Под знаменами Бонапарта по Европе и России. Дневник вюртембергского солдата | страница 16
Из Франкфурта марш был продолжен в Польшу через городок Реппен,[33] где уже по-немецки не говорили, а местные обычаи и культура были довольно странными. Стоял май, и в воздухе летало так много майских жуков — это просто поразительно — что было нелегко держать глаза открытыми в вечернее время. Эти жуки были такими большими, что застилали солнце, и все мы постоянно стряхивали их с лица и волос. Здесь у нас возникли трудности с питанием, а фуражировку запретили. Тем не менее, боевой дух и сила еще жили в каждом солдате. Но день ото дня становилось все хуже, потому для полка стало крайне необходимым провести реквизиции и забить несколько голов домашнего скота, чтобы люди имели мясо в дополнение к картофелю и крупам. Хлеб стал редкостью, а купить его было не у кого.

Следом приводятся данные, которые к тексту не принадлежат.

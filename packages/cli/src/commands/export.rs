use crate::commands::{read_payload, resolve_path};
use crate::config::Config;
use anyhow::Result;
use clap::Args;
use colored::Colorize;
use cyclenotes_compiler_html::AttributionSummary;
use cyclenotes_editor::{display, DisplayState};
use std::fs;

#[derive(Debug, Args)]
pub struct ExportArgs {
    /// Stored note payload (`-` for stdin)
    pub input: String,

    /// Output file (defaults to stdout)
    #[arg(short, long)]
    pub out: Option<String>,

    /// Pretty-print the HTML (overrides config)
    #[arg(long)]
    pub pretty: bool,
}

pub fn export(args: ExportArgs, cwd: &str) -> Result<()> {
    let config = Config::load(cwd)?;
    let raw = read_payload(&args.input, cwd)?;

    let mut options = config.viewer_options();
    options.export.pretty |= args.pretty;

    match display(&raw, &options) {
        DisplayState::Empty { message } => {
            println!("{}", message.dimmed());
        }
        DisplayState::Static(export) => {
            match &args.out {
                Some(out) => {
                    let out_path = resolve_path(out, cwd);
                    fs::write(&out_path, &export.html)?;
                    eprintln!("  {} {} → {}", "✓".green(), args.input, out_path.display());
                }
                None => println!("{}", export.html),
            }
            print_attributions(&export.attributions_summary);
        }
        DisplayState::Fallback {
            notice,
            document,
            attributions_summary,
            ..
        } => {
            eprintln!("{} {}", "⚠️".yellow(), notice.yellow());
            println!("{}", document.text_content());
            print_attributions(&attributions_summary);
        }
    }

    Ok(())
}

fn print_attributions(summary: &[AttributionSummary]) {
    if summary.is_empty() {
        return;
    }
    eprintln!();
    eprintln!("{}", "Attribution".bright_blue().bold());
    for entry in summary {
        match &entry.at {
            Some(at) => eprintln!("  {} {} {}", entry.key.dimmed(), entry.name, at.dimmed()),
            None => eprintln!("  {} {}", entry.key.dimmed(), entry.name),
        }
    }
}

Потом мы пришли в польский город Позен, в который я привел лошадей, повозки и слуг польского генерала во время кампании 1807 года. Оттуда мы пошли в Гнезен, тоже значительный город, где я, как и в 1807-м, в восьми деревнях объявил, что армии Наполеона нужна провизия. Здесь мне предстояло провести почти две недели. В этих городах еще кое у кого можно было купить провизии, и возможно, снять квартиру. Марш продолжился через Иновроцлав — также город, где я был во время прусской кампании, а потому хорошо знавший все местные дороги.
В день Праздника Тела Господня мы вошли в город Торн, который находится на северном берегу реки Вислы — еще один город, в котором я был в 1807 году. Здесь мы впервые увидели все корпуса сразу. Все ворота были забиты, и полкам пришлось идти по улицам вперемешку с местными жителями. Квартиры мы по-прежнему получали. Еду, тем не менее, приходилось готовить самим, из своих собственных пайков мяса и хлеба. Мясо хранилось в заполненных солью и льдом ямах; ходили слухи, что оно хранилось там с 1807 года — и, судя по его состоянию, эти слухи казались достоверными, поскольку оно приобрело синевато-черный цвет и стало соленым как селедка. Его можно было есть, и мы несколько раз вываривали его, чтобы избавить от излишней соли, а воду, совершенно непригодную для супа, просто выливали.
Поскольку мы прибыли в Торн в день Праздника Тела Господня, я присутствовал на службе в большом городском соборе, где я услышал очень необычную проповедь, поскольку она шла на польском языке, и я не мог понять ни слова. Потом я поднялся на высокую и широкую колокольню, на которую вела лестница из более чем ста ступеней, и увидел восемь колоколов. Язык самого большого колокола был выше меня самого. Столь же огромный язык был прислонен к стене, и я не мог даже сдвинуть. Со времени моего визита в 1807-м году, город был преобразован в крепость. Окружающие его холмы срыли и построили стены, но только из бревен, а засыпка была не каменная, а песчаная.